For the word "types", find each line in the entries where it occurs and copy that line.

Dataset entries:
►

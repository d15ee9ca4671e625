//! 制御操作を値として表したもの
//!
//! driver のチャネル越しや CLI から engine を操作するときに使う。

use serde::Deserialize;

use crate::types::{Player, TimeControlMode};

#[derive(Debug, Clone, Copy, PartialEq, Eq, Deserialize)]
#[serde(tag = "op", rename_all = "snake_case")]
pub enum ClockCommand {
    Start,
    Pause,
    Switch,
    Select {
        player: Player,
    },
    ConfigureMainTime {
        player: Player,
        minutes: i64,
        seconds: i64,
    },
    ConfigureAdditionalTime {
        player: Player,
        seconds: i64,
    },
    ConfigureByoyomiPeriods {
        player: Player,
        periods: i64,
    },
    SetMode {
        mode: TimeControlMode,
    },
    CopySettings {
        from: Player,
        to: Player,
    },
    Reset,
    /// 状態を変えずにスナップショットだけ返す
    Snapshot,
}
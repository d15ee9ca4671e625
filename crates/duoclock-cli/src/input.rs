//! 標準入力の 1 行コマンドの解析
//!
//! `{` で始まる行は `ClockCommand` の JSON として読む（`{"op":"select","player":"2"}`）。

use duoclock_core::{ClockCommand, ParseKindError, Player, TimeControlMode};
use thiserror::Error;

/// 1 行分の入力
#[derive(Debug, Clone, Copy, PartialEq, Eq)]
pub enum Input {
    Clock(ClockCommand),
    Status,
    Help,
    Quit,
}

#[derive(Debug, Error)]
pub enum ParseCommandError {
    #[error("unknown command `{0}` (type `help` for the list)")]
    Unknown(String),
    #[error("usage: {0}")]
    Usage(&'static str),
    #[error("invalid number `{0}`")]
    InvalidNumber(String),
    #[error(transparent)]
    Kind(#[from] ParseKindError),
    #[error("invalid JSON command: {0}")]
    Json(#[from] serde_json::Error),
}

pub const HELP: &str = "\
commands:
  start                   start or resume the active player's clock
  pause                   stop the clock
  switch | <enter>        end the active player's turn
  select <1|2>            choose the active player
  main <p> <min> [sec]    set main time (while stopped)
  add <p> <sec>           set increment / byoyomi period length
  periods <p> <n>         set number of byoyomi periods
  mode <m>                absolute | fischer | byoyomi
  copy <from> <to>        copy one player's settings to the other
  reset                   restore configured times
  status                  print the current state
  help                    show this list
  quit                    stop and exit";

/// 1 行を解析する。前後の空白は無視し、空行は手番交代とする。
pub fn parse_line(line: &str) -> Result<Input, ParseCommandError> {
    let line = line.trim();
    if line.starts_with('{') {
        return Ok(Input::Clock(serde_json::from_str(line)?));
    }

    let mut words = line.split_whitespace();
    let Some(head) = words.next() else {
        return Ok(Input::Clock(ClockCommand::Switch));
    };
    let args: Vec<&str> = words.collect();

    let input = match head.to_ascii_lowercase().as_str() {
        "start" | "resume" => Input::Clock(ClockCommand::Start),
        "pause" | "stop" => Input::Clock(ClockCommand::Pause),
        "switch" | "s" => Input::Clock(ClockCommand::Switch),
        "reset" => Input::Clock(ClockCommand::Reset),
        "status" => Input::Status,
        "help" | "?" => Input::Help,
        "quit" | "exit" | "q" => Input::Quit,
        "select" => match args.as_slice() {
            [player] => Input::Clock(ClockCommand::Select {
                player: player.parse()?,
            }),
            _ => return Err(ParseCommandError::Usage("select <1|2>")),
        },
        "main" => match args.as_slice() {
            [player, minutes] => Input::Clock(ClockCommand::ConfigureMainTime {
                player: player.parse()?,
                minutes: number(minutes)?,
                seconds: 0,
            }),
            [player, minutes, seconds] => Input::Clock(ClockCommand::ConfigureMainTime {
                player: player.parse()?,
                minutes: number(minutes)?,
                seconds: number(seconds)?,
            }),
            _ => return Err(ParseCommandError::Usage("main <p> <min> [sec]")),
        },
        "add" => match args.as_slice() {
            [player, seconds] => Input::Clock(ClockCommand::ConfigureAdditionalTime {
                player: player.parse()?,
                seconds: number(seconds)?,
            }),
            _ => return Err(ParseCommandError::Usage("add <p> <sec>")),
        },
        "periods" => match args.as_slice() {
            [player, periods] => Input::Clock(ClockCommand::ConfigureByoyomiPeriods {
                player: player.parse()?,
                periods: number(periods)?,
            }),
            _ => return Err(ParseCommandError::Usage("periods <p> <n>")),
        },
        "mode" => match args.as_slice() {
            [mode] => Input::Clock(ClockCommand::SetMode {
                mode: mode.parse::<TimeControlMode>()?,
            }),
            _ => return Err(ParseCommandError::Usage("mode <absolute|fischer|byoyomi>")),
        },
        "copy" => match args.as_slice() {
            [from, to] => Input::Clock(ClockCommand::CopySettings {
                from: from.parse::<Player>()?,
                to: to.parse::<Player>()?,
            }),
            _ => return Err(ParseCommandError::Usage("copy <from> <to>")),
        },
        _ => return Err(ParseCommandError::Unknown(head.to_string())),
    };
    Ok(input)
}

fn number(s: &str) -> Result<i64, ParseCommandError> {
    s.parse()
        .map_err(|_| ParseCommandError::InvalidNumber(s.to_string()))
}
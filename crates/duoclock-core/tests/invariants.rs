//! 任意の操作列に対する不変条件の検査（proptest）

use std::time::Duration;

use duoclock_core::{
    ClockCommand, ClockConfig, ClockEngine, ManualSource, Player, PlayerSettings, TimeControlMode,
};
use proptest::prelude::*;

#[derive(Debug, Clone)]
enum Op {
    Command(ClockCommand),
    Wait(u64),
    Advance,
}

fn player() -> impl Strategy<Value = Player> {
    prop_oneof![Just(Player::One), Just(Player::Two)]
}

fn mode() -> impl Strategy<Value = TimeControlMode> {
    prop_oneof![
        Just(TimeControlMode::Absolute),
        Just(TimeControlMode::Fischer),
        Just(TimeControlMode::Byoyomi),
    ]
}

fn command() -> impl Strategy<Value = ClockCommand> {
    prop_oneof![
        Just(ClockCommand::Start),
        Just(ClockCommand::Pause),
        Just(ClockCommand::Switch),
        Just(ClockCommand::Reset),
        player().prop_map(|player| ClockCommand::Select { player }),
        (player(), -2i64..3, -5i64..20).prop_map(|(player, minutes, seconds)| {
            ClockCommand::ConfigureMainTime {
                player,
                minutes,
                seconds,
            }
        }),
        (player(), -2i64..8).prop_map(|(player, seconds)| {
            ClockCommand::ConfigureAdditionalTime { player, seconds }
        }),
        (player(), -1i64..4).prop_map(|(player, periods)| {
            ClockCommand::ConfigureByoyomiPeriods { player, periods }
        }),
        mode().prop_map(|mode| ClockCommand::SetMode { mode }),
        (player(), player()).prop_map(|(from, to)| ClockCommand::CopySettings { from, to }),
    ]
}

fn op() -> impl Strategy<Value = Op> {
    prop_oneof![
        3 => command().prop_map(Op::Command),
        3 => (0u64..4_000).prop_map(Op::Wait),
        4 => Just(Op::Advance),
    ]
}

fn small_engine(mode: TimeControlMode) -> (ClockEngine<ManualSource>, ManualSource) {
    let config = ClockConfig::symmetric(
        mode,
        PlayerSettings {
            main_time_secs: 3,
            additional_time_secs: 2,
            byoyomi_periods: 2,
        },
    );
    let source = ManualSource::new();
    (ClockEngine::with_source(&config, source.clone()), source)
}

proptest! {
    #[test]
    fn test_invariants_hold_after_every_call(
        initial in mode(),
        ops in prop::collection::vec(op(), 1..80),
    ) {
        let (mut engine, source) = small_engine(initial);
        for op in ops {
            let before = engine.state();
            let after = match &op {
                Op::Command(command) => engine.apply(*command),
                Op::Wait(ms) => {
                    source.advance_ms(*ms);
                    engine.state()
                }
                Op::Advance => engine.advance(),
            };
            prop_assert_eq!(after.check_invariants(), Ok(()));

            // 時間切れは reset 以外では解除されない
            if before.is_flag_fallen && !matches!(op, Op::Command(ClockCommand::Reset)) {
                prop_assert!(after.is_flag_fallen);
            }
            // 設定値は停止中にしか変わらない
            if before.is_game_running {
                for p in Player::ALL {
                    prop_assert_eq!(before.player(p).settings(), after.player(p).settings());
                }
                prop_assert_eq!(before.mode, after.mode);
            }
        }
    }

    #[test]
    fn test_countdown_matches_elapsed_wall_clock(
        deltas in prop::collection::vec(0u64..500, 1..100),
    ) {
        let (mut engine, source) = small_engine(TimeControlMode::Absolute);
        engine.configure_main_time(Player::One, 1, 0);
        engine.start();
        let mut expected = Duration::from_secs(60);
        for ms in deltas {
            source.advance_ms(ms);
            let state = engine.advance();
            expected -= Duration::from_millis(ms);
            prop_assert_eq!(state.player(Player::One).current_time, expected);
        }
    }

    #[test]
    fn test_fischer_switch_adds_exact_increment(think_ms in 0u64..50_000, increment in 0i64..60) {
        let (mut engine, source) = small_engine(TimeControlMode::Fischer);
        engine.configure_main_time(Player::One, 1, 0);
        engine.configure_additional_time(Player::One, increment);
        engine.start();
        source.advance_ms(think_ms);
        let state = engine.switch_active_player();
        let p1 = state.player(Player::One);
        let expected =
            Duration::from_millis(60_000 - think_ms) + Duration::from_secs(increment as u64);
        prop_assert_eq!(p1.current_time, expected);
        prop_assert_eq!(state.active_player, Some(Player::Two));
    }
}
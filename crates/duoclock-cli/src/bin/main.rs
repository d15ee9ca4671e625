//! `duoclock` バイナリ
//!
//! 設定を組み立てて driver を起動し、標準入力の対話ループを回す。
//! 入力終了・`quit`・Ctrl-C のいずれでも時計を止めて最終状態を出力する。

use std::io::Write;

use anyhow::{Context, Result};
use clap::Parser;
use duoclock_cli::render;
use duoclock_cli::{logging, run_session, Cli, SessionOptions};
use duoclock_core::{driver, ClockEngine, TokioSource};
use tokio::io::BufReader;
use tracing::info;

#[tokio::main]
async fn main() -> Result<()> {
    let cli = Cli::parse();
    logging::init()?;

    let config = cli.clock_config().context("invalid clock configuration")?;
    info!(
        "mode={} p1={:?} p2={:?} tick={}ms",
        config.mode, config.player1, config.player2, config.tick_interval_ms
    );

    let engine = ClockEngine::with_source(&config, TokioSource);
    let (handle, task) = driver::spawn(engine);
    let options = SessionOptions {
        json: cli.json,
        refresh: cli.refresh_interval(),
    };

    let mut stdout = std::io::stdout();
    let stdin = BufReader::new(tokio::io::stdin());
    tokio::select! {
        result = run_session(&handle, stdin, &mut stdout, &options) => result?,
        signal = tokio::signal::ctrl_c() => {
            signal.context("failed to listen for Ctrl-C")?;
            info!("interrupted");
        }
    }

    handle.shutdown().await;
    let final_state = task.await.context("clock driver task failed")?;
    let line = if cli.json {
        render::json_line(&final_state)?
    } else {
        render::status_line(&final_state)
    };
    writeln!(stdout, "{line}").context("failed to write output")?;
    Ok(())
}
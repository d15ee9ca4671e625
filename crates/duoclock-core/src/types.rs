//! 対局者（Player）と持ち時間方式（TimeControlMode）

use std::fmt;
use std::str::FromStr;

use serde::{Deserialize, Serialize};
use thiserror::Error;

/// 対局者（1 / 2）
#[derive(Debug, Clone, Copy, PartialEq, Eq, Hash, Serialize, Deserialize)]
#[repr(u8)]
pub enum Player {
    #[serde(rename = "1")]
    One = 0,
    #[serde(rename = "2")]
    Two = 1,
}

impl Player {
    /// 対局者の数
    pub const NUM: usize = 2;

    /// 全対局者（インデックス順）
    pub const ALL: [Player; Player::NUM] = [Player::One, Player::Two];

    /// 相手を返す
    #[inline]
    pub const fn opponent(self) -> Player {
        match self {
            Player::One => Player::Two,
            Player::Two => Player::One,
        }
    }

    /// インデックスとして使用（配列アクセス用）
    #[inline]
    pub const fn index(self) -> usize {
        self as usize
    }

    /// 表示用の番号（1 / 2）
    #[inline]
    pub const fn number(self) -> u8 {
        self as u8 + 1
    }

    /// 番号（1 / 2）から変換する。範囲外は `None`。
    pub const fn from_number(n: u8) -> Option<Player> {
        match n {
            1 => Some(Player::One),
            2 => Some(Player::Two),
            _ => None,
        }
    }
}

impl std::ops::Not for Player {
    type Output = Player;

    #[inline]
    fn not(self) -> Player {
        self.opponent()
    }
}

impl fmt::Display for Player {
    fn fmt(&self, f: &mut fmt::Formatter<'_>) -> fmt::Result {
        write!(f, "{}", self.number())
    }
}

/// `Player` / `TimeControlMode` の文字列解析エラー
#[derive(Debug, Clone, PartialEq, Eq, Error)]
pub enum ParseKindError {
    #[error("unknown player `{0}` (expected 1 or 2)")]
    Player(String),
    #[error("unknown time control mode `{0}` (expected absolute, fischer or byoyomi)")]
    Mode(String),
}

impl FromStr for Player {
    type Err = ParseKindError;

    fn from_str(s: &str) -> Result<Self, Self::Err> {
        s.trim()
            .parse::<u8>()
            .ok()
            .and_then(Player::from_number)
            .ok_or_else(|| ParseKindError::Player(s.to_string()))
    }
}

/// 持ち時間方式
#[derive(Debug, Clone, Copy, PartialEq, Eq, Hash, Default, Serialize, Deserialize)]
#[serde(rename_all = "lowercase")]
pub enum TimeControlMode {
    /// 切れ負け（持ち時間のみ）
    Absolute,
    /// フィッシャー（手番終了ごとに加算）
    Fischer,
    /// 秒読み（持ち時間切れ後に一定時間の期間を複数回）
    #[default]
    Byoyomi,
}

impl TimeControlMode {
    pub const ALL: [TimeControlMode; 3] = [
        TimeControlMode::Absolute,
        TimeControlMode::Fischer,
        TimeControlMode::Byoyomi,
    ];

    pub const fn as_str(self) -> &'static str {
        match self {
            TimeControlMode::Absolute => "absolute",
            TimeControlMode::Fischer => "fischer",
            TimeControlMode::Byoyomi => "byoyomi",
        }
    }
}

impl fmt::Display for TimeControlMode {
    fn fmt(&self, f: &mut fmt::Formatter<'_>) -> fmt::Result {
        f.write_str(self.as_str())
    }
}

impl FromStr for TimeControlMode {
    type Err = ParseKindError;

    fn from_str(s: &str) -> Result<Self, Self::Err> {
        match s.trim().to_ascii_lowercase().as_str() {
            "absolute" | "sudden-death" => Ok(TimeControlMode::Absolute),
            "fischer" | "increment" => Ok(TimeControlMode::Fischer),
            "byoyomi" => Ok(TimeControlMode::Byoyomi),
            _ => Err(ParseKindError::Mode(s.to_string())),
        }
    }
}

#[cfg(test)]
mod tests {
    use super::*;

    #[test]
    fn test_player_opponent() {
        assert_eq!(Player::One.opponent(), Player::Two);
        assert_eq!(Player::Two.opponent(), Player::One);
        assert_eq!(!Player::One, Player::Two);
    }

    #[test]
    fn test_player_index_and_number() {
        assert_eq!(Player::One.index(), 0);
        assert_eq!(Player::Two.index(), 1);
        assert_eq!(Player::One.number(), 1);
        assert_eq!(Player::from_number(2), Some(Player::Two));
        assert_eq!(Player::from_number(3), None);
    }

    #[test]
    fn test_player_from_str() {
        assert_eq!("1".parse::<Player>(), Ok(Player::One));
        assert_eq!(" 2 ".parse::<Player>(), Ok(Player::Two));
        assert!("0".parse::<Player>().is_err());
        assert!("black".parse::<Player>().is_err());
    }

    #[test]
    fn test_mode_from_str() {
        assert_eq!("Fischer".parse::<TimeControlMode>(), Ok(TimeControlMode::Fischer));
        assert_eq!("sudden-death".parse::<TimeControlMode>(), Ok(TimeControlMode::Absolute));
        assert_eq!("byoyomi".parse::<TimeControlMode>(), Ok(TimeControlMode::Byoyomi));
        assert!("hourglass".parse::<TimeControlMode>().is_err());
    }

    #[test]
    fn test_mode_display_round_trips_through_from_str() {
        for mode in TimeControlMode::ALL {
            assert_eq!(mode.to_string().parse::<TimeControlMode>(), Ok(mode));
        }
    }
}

◄

TASK OUTPUT:
use crate::types::{Player, TimeControlMode};
filename crates/duoclock-core/src/types.rs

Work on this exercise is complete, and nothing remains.